CWPEP is available to Native American tribal employees if the tribe has a Tribal-State Agreement with OKDHS.  Tribal employees are required to work in the tribe's Indian Child Welfare program upon graduation.

Student Requirements 

Students accepted into the CW Professional Enhancement Program are required to take child welfare-related classes, to attend the OKDHS CORE Training Program and to have field placements in OKDHS Child Welfare county offices.  Upon completion of the Bachelors degree, Social Workers enter OKDHS employment as Child Welfare Specialists.


Child Welfare Traineeships at Northwestern Oklahoma State University

Awards Given

Up to 3 per year in the BSW program (juniors and seniors)

Funding Base

Title IV-E of the Social Security Act
up to a maximum of $8,092 per year could be awarded


Must be undergraduate social work student, junior level or above.  Must demonstrate, through an application and a written essay a career interest in the field of child welfare and the willingness to be contractually obligated to work for the OKDHS, Child Welfare, for a specified period of time upon completion of degree program.  All applicants are required to have a criminal background check and a driving records check to be considered for the program.  Applicants must be citizens of the United States or legal permanent residents of the U.S.

Contact Information

Dr. Kylene Rehder, LCSW
Social Work Program Director and CWPEP Coordinator
Jesse Dunn 308
(580) 327-8135

Monthly Financial Assistance

  • Students accepted into the program receive monthly stipends or payment is made for tuition, certain fees and required textbooks.

  • Students sign legally binding contracts that require an employment obligation to OKDHS/CW of one calendar year for each academic year of financial assistance or to repay the money expended.

  • Child Welfare employees approved for educational leave by OKDHS may apply to the CWPEP.

Career Opportunities with OKDHS

OKDHS offers Child Welfare career opportunities throughout the state of Oklahoma. OKDHS works actively to assist BSW and MSW graduates in finding employment.

Student Resources and Labs

Resource Center and Interview Lab

The Department of Social Work houses a resource center and interviewing lab for students majoring in social work. The lab is located in Jesse Dunn 308 on the Alva campus and is equipped with technology and an in-house library of social work textbooks, selected journals and practice-skill videos. Click link for Resource Center Book Holdings.

Social Work Student Resource Lab


Students wishing to check out materials should contact the Department of Social Work at (580) 327-8134.  All materials are available to social work majors on the Alva, Enid, and Woodward campuses.



Virtual Reality Lab

The Department of Social Work is also home to a state-of-the-art virtual reality lab and resource center. The lab is located on the Enid campus in Room 110 and is equipped with virtual reality (VR) goggles and curriculum to practice social work skills. 

The VR lab offers an opportunity for students to intract with a virtual environment while the images displayed on the goggles are broadcasted to large wall mounted monitors for faculty instruction with observing students. 

VR goggles are available on each of our campus locations.

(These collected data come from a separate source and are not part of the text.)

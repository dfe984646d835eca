extern crate produce;

fn main() {
    let errcode = produce::produce::produce_entry().err().unwrap_or(0);
    std::process::exit(errcode as _);
}
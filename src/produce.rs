// Copyright 2018 The Produce-rs Project Developers. All Rights Reserved.
//
// Licensed under the Apache License, Version 2.0 (the "License");
// you may not use this file except in compliance with the License.
// You may obtain a copy of the License at
//
//     http://www.apache.org/licenses/LICENSE-2.0
//
// Unless required by applicable law or agreed to in writing, software
// distributed under the License is distributed on an "AS IS" BASIS,
// WITHOUT WARRANTIES OR CONDITIONS OF ANY KIND, either express or implied.
// See the License for the specific language governing permissions and
// limitations under the License.

use std::path::Path;
use std::sync::Arc;
use std::thread;

use clap::{App, AppSettings, Arg, ArgMatches};

use super::build::{Build, BuildConfig, Producer, ProduceResult};
use super::debug_flags::set_explaining;
use super::disk_interface::{DiskInterface, RealDiskInterface};
use super::eval::{ScriptEvaluator, Value};
use super::graph::DependencyScan;
use super::rule_file_parser::parse_rule_file;
use super::rules::RuleSet;
use super::utils::{get_processor_count, shell_split};
use super::version::PRODUCE_VERSION;

fn build_app() -> App<'static, 'static> {
    App::new("produce")
        .version(PRODUCE_VERSION)
        .about("A dependency-directed build driver")
        .setting(AppSettings::DeriveDisplayOrder)
        .setting(AppSettings::UnifiedHelpMessage)
        .arg(
            Arg::with_name("always_build")
                .short("B")
                .long("always-build")
                .help("unconditionally produce every target reached"),
        )
        .arg(
            Arg::with_name("directory")
                .short("C")
                .long("directory")
                .takes_value(true)
                .value_name("DIR")
                .help("change to DIR before doing anything else"),
        )
        .arg(
            Arg::with_name("debug")
                .short("d")
                .long("debug")
                .help("explain what is being done and why"),
        )
        .arg(
            Arg::with_name("file")
                .short("f")
                .long("file")
                .takes_value(true)
                .value_name("FILE")
                .default_value("produce.ini")
                .help("specify the rule file"),
        )
        .arg(
            Arg::with_name("jobs")
                .short("j")
                .long("jobs")
                .takes_value(true)
                .value_name("N")
                .default_value("1")
                .help("run up to N recipes in parallel (0 means one per processor)"),
        )
        .arg(
            Arg::with_name("dry_run")
                .short("n")
                .long("dry-run")
                .help("print recipes instead of executing them"),
        )
        .arg(
            Arg::with_name("silent")
                .short("s")
                .long("silent")
                .help("do not echo recipes"),
        )
        .arg(
            Arg::with_name("pretend")
                .short("u")
                .long("pretend-up-to-date")
                .takes_value(true)
                .value_name("PATH")
                .multiple(true)
                .number_of_values(1)
                .help("treat PATH as up to date for this invocation"),
        )
        .arg(
            Arg::with_name("targets")
                .multiple(true)
                .value_name("TARGETS")
                .help("targets to produce; defaults to the 'default' global"),
        )
}

fn default_targets(ruleset: &RuleSet) -> Result<Vec<String>, String> {
    match ruleset.globals.lookup_variable("default") {
        Some(&Value::Str(ref list)) => {
            let targets =
                shell_split(list).map_err(|e| format!("in global 'default': {}", e))?;
            if targets.is_empty() {
                Err("no targets given and the 'default' global is empty".to_owned())
            } else {
                Ok(targets)
            }
        }
        Some(_) => Err("the 'default' global is not a string".to_owned()),
        None => Err("no targets given and no 'default' global is set".to_owned()),
    }
}

/// Phase 1 (realize the graph and decide staleness) and phase 2 (one
/// Producer per requested target).  Returns whether any recipe ran.
fn run_build_phases(build: &Arc<Build>, targets: &[String]) -> Result<bool, String> {
    let scan = DependencyScan::new(build);
    for target in targets {
        scan.add_target(target, &mut Vec::new())?;
    }

    ignore_sigint();
    let workers: Vec<_> = targets
        .iter()
        .map(|target| {
            let build = build.clone();
            let target = target.clone();
            thread::spawn(move || Producer::new(build, target, 0).produce())
        })
        .collect();
    let mut rebuilt_any = false;
    let mut first_error: Option<String> = None;
    for worker in workers {
        match worker.join() {
            Ok(Ok(ProduceResult::Rebuilt)) => rebuilt_any = true,
            Ok(Ok(ProduceResult::UpToDate)) => {}
            Ok(Err(e)) => {
                if first_error.is_none() {
                    first_error = Some(e);
                }
            }
            Err(_) => {
                if first_error.is_none() {
                    first_error = Some("producer thread panicked".to_owned());
                }
            }
        }
    }
    match first_error {
        Some(e) => Err(e),
        None => Ok(rebuilt_any),
    }
}

#[cfg(unix)]
fn ignore_sigint() {
    // Recipes inherit the terminal and receive the signal naturally; this
    // process stays alive to run the quarantine pass.
    unsafe {
        libc::signal(libc::SIGINT, libc::SIG_IGN);
    }
}

#[cfg(not(unix))]
fn ignore_sigint() {}

pub fn produce_entry() -> Result<(), isize> {
    let matches = build_app().get_matches();
    run_from_matches(&matches)
}

fn run_from_matches(matches: &ArgMatches) -> Result<(), isize> {
    if matches.is_present("debug") {
        set_explaining(true);
    }

    let mut config = BuildConfig::new();
    config.always_build = matches.is_present("always_build");
    config.dry_run = matches.is_present("dry_run");
    config.silent = matches.is_present("silent");
    if let Some(jobs) = matches.value_of("jobs") {
        let jobs = jobs.parse::<usize>().unwrap_or_else(|_| {
            fatal!("invalid -j parameter");
        });
        config.parallelism = if jobs == 0 { get_processor_count() } else { jobs };
    }
    if let Some(paths) = matches.values_of("pretend") {
        for path in paths {
            config.pretend_up_to_date.insert(path.to_owned());
        }
    }

    if let Some(dir) = matches.value_of_os("directory") {
        // The formatting of this string, complete with funny quotes, is so
        // Emacs can properly identify that the cwd has changed for
        // subsequent commands.
        print!("produce: Entering directory `{}'\n", Path::new(dir).display());
        std::env::set_current_dir(dir).unwrap_or_else(|e| {
            fatal!("chdir to '{}' - {}", Path::new(dir).display(), e);
        });
    }

    let rule_path = matches.value_of("file").unwrap_or("produce.ini").to_owned();
    let disk: Arc<dyn DiskInterface + Send + Sync> = Arc::new(RealDiskInterface {});

    let mut text = String::new();
    disk.read_file(Path::new(&rule_path), &mut text)
        .map_err(|e| {
            error!("loading '{}': {}", rule_path, e.message());
            1isize
        })?;
    let file = parse_rule_file(&rule_path, &text).map_err(|e| {
        error!("{}", e);
        1isize
    })?;
    let ruleset = RuleSet::from_rule_file(&rule_path, file, Box::new(ScriptEvaluator::new()))
        .map_err(|e| {
            error!("{}", e);
            1isize
        })?;

    let targets: Vec<String> = match matches.values_of("targets") {
        Some(values) => values.map(str::to_owned).collect(),
        None => default_targets(&ruleset).map_err(|e| {
            error!("{}", e);
            1isize
        })?,
    };

    let run_rewind = !config.pretend_up_to_date.is_empty() && !config.dry_run;
    let build = Build::new(config, ruleset, disk);

    // Phases 1 and 2, with the quarantine pass owed to the filesystem no
    // matter how they end: depfile synchronization can already run recipes
    // while the graph is still being realized.
    let built = run_build_phases(&build, &targets);

    // Phase 3: rename incomplete outputs out of the way, success or not.
    build.quarantine_incomplete();

    match built {
        Err(e) => {
            error!("{}", e);
            return Err(1);
        }
        Ok(false) => {
            print!("produce: all targets are up to date.\n");
        }
        Ok(true) => {}
    }

    // Phase 4: re-realize against the post-build filesystem so that
    // staleness suppressed by --pretend-up-to-date survives on disk.
    if run_rewind {
        build.plan.lock().unwrap().reset();
        let rewind = DependencyScan::rewind(&build);
        for target in &targets {
            rewind.add_target(target, &mut Vec::new()).map_err(|e| {
                error!("{}", e);
                1isize
            })?;
        }
        let pretended: Vec<String> =
            build.config.pretend_up_to_date.iter().cloned().collect();
        for target in pretended {
            // Pretend targets the requested roots do not reach still get
            // their pass.
            rewind.add_target(&target, &mut Vec::new()).map_err(|e| {
                error!("{}", e);
                1isize
            })?;
        }
    }

    Ok(())
}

Students wishing to check out VR equipment or resource materials should contact the Department of Social Work at (580) 327-8134. All materials are available to social work majors on the Alva, Enid, and Woodward campuses. 



The social work resource centers, interviewing and virtual reality labs were funded by the Anne & Henry Zarrow School of Social Work at the University of Oklahoma on behalf of OKDHS in order to assist the department in retaining quality social workers in the public child welfare system.

Transfer Credit

Social Work Transfer Credit

Transfer students may apply credit hours gained elsewhere to the social work degree. The transfer of general education credits is governed by the policies of Northwestern Oklahoma State University.

Credit hours applied directly to the requirements of the social work program must have been earned in a social work program accredited by the Council on Social Work Education, or a program in candidacy for accreditation. Transfer courses for which social work credit is sought must be reviewed and approved by the social work faculty advisor as equivalent to the social work content in courses at Northwestern Oklahoma State University.

The social work program at Northwestern Oklahoma State University does not grant academic or field practicum credit for life experience or previous work experience gained outside the context of higher educational institutions. 

Program Goals

The social work program goals reflect the purpose of undergraduate social work education and are derived from the program’s mission.  The social work program goals are as follows:

  • Prepare social workers with the knowledge, values, and skills of the social work profession to practice with individuals, families, groups, organizations and communities.  
  • Prepare social workers for ethical practice in a rapidly changing global environment and within the complexities of rural regions.
  • Provide a learning environment which models respect for diversity and a commitment to ending discrimination and promoting social justice.
  • Prepare social workers for the use of evidence based theories, practice methods, and evaluation processes for both client and agency outcomes.
  • Educate lifelong learners who can think critically about the world around them.
  • Develop social work leaders who are able to improve the social service delivery systems in Northwest Oklahoma.
  • Prepare social workers with a commitment to professional growth and development. 

Student Learning Assessment

Click to see our Assessment of Student Learning Outcomes information.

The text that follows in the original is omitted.